TASK INSTRUCTIONS: Using the records below, filter out every line that lacks "reqwest" and copy the rest.

━━━━━━━━

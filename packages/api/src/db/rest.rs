//! # Hosted PostgREST backend
//!
//! Talks to the `notes` table through a PostgREST endpoint (`{url}/rest/v1/notes`),
//! sending the anonymous key both as the `apikey` header and as the bearer token.
//!
//! Single-row calls ask for `application/vnd.pgrst.object+json`, which makes
//! PostgREST answer with a bare object, or with error code [`ROW_NOT_FOUND`]
//! when the filter matched nothing. Inserts and updates send
//! `Prefer: return=representation` so the stored row comes back in the same
//! round trip.

use reqwest::header::{HeaderValue, ACCEPT};
use reqwest::{Client, Method, RequestBuilder, Response, StatusCode};
use serde::Deserialize;
use store::{NoteStore, StoreError};
use types::{CreateNoteRequest, Note, UpdateNoteRequest};

use super::parse_note_id;
use crate::models::NoteRow;

/// PostgREST error code for "the result contains 0 rows".
pub const ROW_NOT_FOUND: &str = "PGRST116";

const SINGLE_OBJECT: &str = "application/vnd.pgrst.object+json";
const RETURN_REPRESENTATION: &str = "return=representation";

/// Error body returned by PostgREST.
#[derive(Debug, Default, Deserialize)]
struct PostgrestError {
    code: Option<String>,
    message: Option<String>,
    details: Option<String>,
}

/// Map a failed PostgREST response to a [`StoreError`].
fn classify_error(status: StatusCode, body: &str) -> StoreError {
    let error: PostgrestError = serde_json::from_str(body).unwrap_or_default();

    if error.code.as_deref() == Some(ROW_NOT_FOUND) {
        return StoreError::NotFound;
    }

    let message = match (error.message, error.details) {
        (Some(message), Some(details)) if !details.is_empty() => format!("{message} ({details})"),
        (Some(message), _) => message,
        (None, _) if !body.trim().is_empty() => format!("{status}: {}", body.trim()),
        (None, _) => status.to_string(),
    };
    StoreError::Backend(message)
}

/// `notes` table access over PostgREST.
#[derive(Clone, Debug)]
pub struct RestStore {
    client: Client,
    table_url: String,
    anon_key: String,
}

impl RestStore {
    /// `base_url` is the project URL without the `/rest/v1` suffix.
    pub fn new(base_url: &str, anon_key: &str) -> Self {
        Self {
            client: Client::new(),
            table_url: format!("{}/rest/v1/notes", base_url.trim_end_matches('/')),
            anon_key: anon_key.to_string(),
        }
    }

    fn request(&self, method: Method) -> RequestBuilder {
        self.client
            .request(method, &self.table_url)
            .header("apikey", &self.anon_key)
            .bearer_auth(&self.anon_key)
    }

    /// Request builder for calls that return exactly one row.
    fn single(&self, method: Method) -> RequestBuilder {
        self.request(method)
            .header(ACCEPT, HeaderValue::from_static(SINGLE_OBJECT))
            .header("Prefer", RETURN_REPRESENTATION)
    }
}

async fn read_body(response: Response) -> Result<String, StoreError> {
    let status = response.status();
    let body = response.text().await.map_err(StoreError::backend)?;
    if !status.is_success() {
        return Err(classify_error(status, &body));
    }
    Ok(body)
}

async fn read_row(response: Response) -> Result<Note, StoreError> {
    let body = read_body(response).await?;
    let row: NoteRow = serde_json::from_str(&body).map_err(StoreError::backend)?;
    Ok(row.into_note())
}

impl NoteStore for RestStore {
    async fn list_notes(&self) -> Result<Vec<Note>, StoreError> {
        let response = self
            .request(Method::GET)
            .query(&[("select", "*"), ("order", "created_at.desc")])
            .send()
            .await
            .map_err(StoreError::backend)?;

        let body = read_body(response).await?;
        let rows: Vec<NoteRow> = serde_json::from_str(&body).map_err(StoreError::backend)?;
        Ok(rows.into_iter().map(NoteRow::into_note).collect())
    }

    async fn get_note(&self, id: &str) -> Result<Note, StoreError> {
        let id = parse_note_id(id)?;

        let response = self
            .single(Method::GET)
            .query(&[("select", "*".to_string()), ("id", format!("eq.{id}"))])
            .send()
            .await
            .map_err(StoreError::backend)?;

        read_row(response).await
    }

    async fn create_note(&self, request: CreateNoteRequest) -> Result<Note, StoreError> {
        let response = self
            .single(Method::POST)
            .query(&[("select", "*")])
            .json(&request)
            .send()
            .await
            .map_err(StoreError::backend)?;

        read_row(response).await
    }

    async fn update_note(&self, id: &str, request: UpdateNoteRequest) -> Result<Note, StoreError> {
        let id = parse_note_id(id)?;

        let response = self
            .single(Method::PATCH)
            .query(&[("select", "*".to_string()), ("id", format!("eq.{id}"))])
            .json(&request)
            .send()
            .await
            .map_err(StoreError::backend)?;

        read_row(response).await
    }
}

#[cfg(test)]
mod tests {
    use super::*;

    #[test]
    fn test_zero_rows_is_not_found() {
        let body = r#"{"code":"PGRST116","details":"The result contains 0 rows","hint":null,"message":"JSON object requested, multiple (or no) rows returned"}"#;
        assert_eq!(classify_error(StatusCode::NOT_ACCEPTABLE, body), StoreError::NotFound);
    }

    #[test]
    fn test_other_codes_keep_message() {
        let body = r#"{"code":"42501","details":null,"hint":null,"message":"permission denied for table notes"}"#;
        assert_eq!(
            classify_error(StatusCode::UNAUTHORIZED, body),
            StoreError::Backend("permission denied for table notes".to_string())
        );
    }

    #[test]
    fn test_non_json_error_body() {
        assert_eq!(
            classify_error(StatusCode::BAD_GATEWAY, "upstream down\n"),
            StoreError::Backend("502 Bad Gateway: upstream down".to_string())
        );
        assert_eq!(
            classify_error(StatusCode::SERVICE_UNAVAILABLE, ""),
            StoreError::Backend("503 Service Unavailable".to_string())
        );
    }

    #[test]
    fn test_table_url_strips_trailing_slash() {
        let store = RestStore::new("https://abc.supabase.co/", "anon");
        assert_eq!(store.table_url, "https://abc.supabase.co/rest/v1/notes");
    }
}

━━━━━━━━

EXERCISE RESPONSE:
use reqwest::header::{HeaderValue, ACCEPT};
use reqwest::{Client, Method, RequestBuilder, Response, StatusCode};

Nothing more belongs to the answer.